Bulgarian writer and member of the Bulgarian National Assembly (1898 - 1966)

Dimitar Talev (Димитър Талев) (1 September 1898 – 20 October 1966) was a Bulgarian writer, journalist, political prisoner, and member of the Bulgarian National Assembly.

==Biography==
Born in Prilep, in the Manastir Vilayet of the Ottoman Empire (present-day North Macedonia), Talev studied at the Bulgarian Men's High School of Thessaloniki, the Bulgarian pedagogical school of Skopje and later in Stara Zagora and Bitola. He studied medicine and philosophy in Zagreb and Vienna, and Slavic philology in Sofia University (1925).
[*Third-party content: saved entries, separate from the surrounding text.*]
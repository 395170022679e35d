//! Where the API gets its snapshots from.
//!
//! Request handlers depend on [`SnapshotSource`] rather than on a concrete
//! authority handle, so the simulation type stays out of the HTTP layer
//! and tests can substitute canned or failing sources.

use futures::future::BoxFuture;
use mcadmin_types::SnapshotBatch;
use tracing::debug;

use crate::bridge::{AuthorityHandle, BridgeError};
use crate::collector::collect_batch;
use crate::registry::ParticipantRegistry;

/// Produces a fresh snapshot batch of every online participant.
pub trait SnapshotSource: Send + Sync {
    /// Collect one batch.
    ///
    /// # Errors
    ///
    /// Returns a [`BridgeError`] when the collection could not be run or
    /// did not finish within its wait budget.
    fn snapshot(&self) -> BoxFuture<'_, Result<SnapshotBatch, BridgeError>>;
}

impl<W> SnapshotSource for AuthorityHandle<W>
where
    W: ParticipantRegistry + 'static,
{
    fn snapshot(&self) -> BoxFuture<'_, Result<SnapshotBatch, BridgeError>> {
        Box::pin(async move {
            let batch = self
                .run_on_authority_thread(|world: &W| collect_batch(world))
                .await?;
            debug!(
                count = batch.count,
                tick = self.current_tick(),
                "Snapshot batch collected"
            );
            Ok(batch)
        })
    }
}
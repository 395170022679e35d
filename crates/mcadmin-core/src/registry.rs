//! Read-only view of the simulation's participant registry.
//!
//! The collector only ever sees the simulation through these traits.
//! Neither requires `Sync`: implementations hand out plain references into
//! live simulation state, and every call happens on the authority thread
//! that owns that state.
//!
//! Accessors for structured sections return `Result` so an implementation
//! can report a section as unavailable without failing the whole
//! participant.

use std::net::IpAddr;

use mcadmin_types::{GameMode, Statistic};
use uuid::Uuid;

/// Failure reading one piece of participant state.
#[derive(Debug, Clone, PartialEq, Eq, thiserror::Error)]
pub enum AccessError {
    /// The participant disconnected while being read.
    #[error("participant is no longer online")]
    Offline,

    /// The requested counter is not tracked for this participant.
    #[error("statistic {0:?} is not tracked")]
    Untracked(Statistic),

    /// The state exists but cannot be read right now.
    #[error("state unavailable: {0}")]
    Unavailable(String),
}

/// Raw position of a participant.
#[derive(Debug, Clone, PartialEq)]
pub struct Position {
    /// East/west coordinate.
    pub x: f64,
    /// Height.
    pub y: f64,
    /// North/south coordinate.
    pub z: f64,
    /// Name of the containing world.
    pub world: String,
    /// Vertical view angle in degrees.
    pub pitch: f32,
    /// Horizontal view angle in degrees.
    pub yaw: f32,
}

/// Raw health, hunger and experience values.
#[derive(Debug, Clone, PartialEq)]
pub struct Vitals {
    /// Current health.
    pub health: f64,
    /// Maximum health.
    pub max_health: f64,
    /// Hunger bar, 0 to 20.
    pub food_level: i32,
    /// Saturation.
    pub saturation: f32,
    /// Experience level.
    pub level: i32,
    /// Progress towards the next level, 0.0 to 1.0.
    pub exp_progress: f32,
    /// Lifetime experience points.
    pub total_experience: i32,
}

/// Game mode and movement flags.
#[derive(Debug, Clone, PartialEq)]
pub struct Movement {
    /// Current game mode.
    pub game_mode: GameMode,
    /// Whether the participant is flying.
    pub flying: bool,
    /// Whether flight is permitted.
    pub allow_flight: bool,
    /// Walk speed multiplier.
    pub walk_speed: f32,
    /// Fly speed multiplier.
    pub fly_speed: f32,
}

/// Fire and air counters.
#[derive(Debug, Clone, Copy, PartialEq, Eq)]
pub struct EnvironmentCounters {
    /// Remaining ticks of burning.
    pub fire_ticks: i32,
    /// Remaining air ticks.
    pub remaining_air: i32,
    /// Air capacity in ticks.
    pub maximum_air: i32,
}

/// Contents of a single inventory slot.
#[derive(Debug, Clone, PartialEq, Eq)]
pub struct ItemStack {
    /// Material name, e.g. `IRON_PICKAXE`.
    pub material: String,
    /// Stack size.
    pub amount: i32,
    /// Damage taken.
    pub durability: i16,
    /// Custom name, if renamed.
    pub display_name: Option<String>,
    /// Enchantment keys and levels, in application order.
    pub enchantments: Vec<(String, u32)>,
}

impl ItemStack {
    /// A plain stack with no metadata.
    pub fn new(material: impl Into<String>, amount: i32) -> Self {
        Self {
            material: material.into(),
            amount,
            durability: 0,
            display_name: None,
            enchantments: Vec::new(),
        }
    }

    /// Whether the stack is one of the air materials.
    pub fn is_air(&self) -> bool {
        matches!(self.material.as_str(), "AIR" | "CAVE_AIR" | "VOID_AIR")
    }
}

/// One online participant, read on the authority thread.
pub trait Participant {
    /// Stable identity.
    fn id(&self) -> Uuid;

    /// Account name.
    fn name(&self) -> &str;

    /// Name as shown in chat.
    fn display_name(&self) -> &str;

    /// Position and view direction.
    fn position(&self) -> Result<Position, AccessError>;

    /// Health, hunger and experience.
    fn vitals(&self) -> Result<Vitals, AccessError>;

    /// Game mode and movement flags.
    fn movement(&self) -> Result<Movement, AccessError>;

    /// Fire and air counters.
    fn environment(&self) -> Result<EnvironmentCounters, AccessError>;

    /// Every inventory slot in index order; `None` for an empty slot.
    fn inventory(&self) -> Result<Vec<Option<ItemStack>>, AccessError>;

    /// Current value of one statistic counter.
    fn statistic(&self, statistic: Statistic) -> Result<i64, AccessError>;

    /// Whether the given achievement has been completed.
    fn has_completed(&self, achievement: &str) -> Result<bool, AccessError>;

    /// Round-trip latency in milliseconds.
    fn ping(&self) -> Result<i32, AccessError>;

    /// Remote address, when known.
    fn address(&self) -> Option<IpAddr>;
}

/// The set of online participants plus server-wide catalogues.
pub trait ParticipantRegistry {
    /// Participant type stored in the registry.
    type Participant: Participant;

    /// Identifier reported in every snapshot batch.
    fn server_name(&self) -> &str;

    /// Online participants in registry order.
    fn online(&self) -> Box<dyn Iterator<Item = &Self::Participant> + '_>;

    /// Every achievement id the server knows, in catalogue order.
    fn achievements(&self) -> Box<dyn Iterator<Item = &str> + '_>;
}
Talev was the managing editor of the Macedonia newspaper, and a contributor and editor in the Zora newspaper. The former gradually became an organ of the right wing of Ivan Mihailov's Internal Macedonian Revolutionary Organization. At that time Talev began to propagate for a Macedonia within the borders of the Kingdom of Bulgaria. He viewed the occupation of Vardar Macedonia by Bulgaria in 1941 as a successful end to the Macedonian Struggle.

The new political situation after the 1944 communist coup changed Bulgaria's policy on the Macedonian issue. Talev was declared a "fascist" and a "Greater Bulgarian chauvinist. He was arrested by the communist authorities and was sent to the Sofia Central Prison and later to a forced labour camps. Talev was expelled from the Bulgarian Writers' Union and from 1948 to 1952 he was exiled to Lukovit. After Valko Chervenkov was replaced by Todor Zhivkov, Talev was declared by the new government as unlawfully repressed and was subsequently pardoned and rehabilitated. His membership in the author's union was restored and he would be elected to its governing board. Zhivkov's government awarded Talev three awards in the field of literation - in 1959, 1963 and 1966, respectively. In 1966 Talev was elected as MP in the 31st Narodno Sabranie (Bulgarian Parliament).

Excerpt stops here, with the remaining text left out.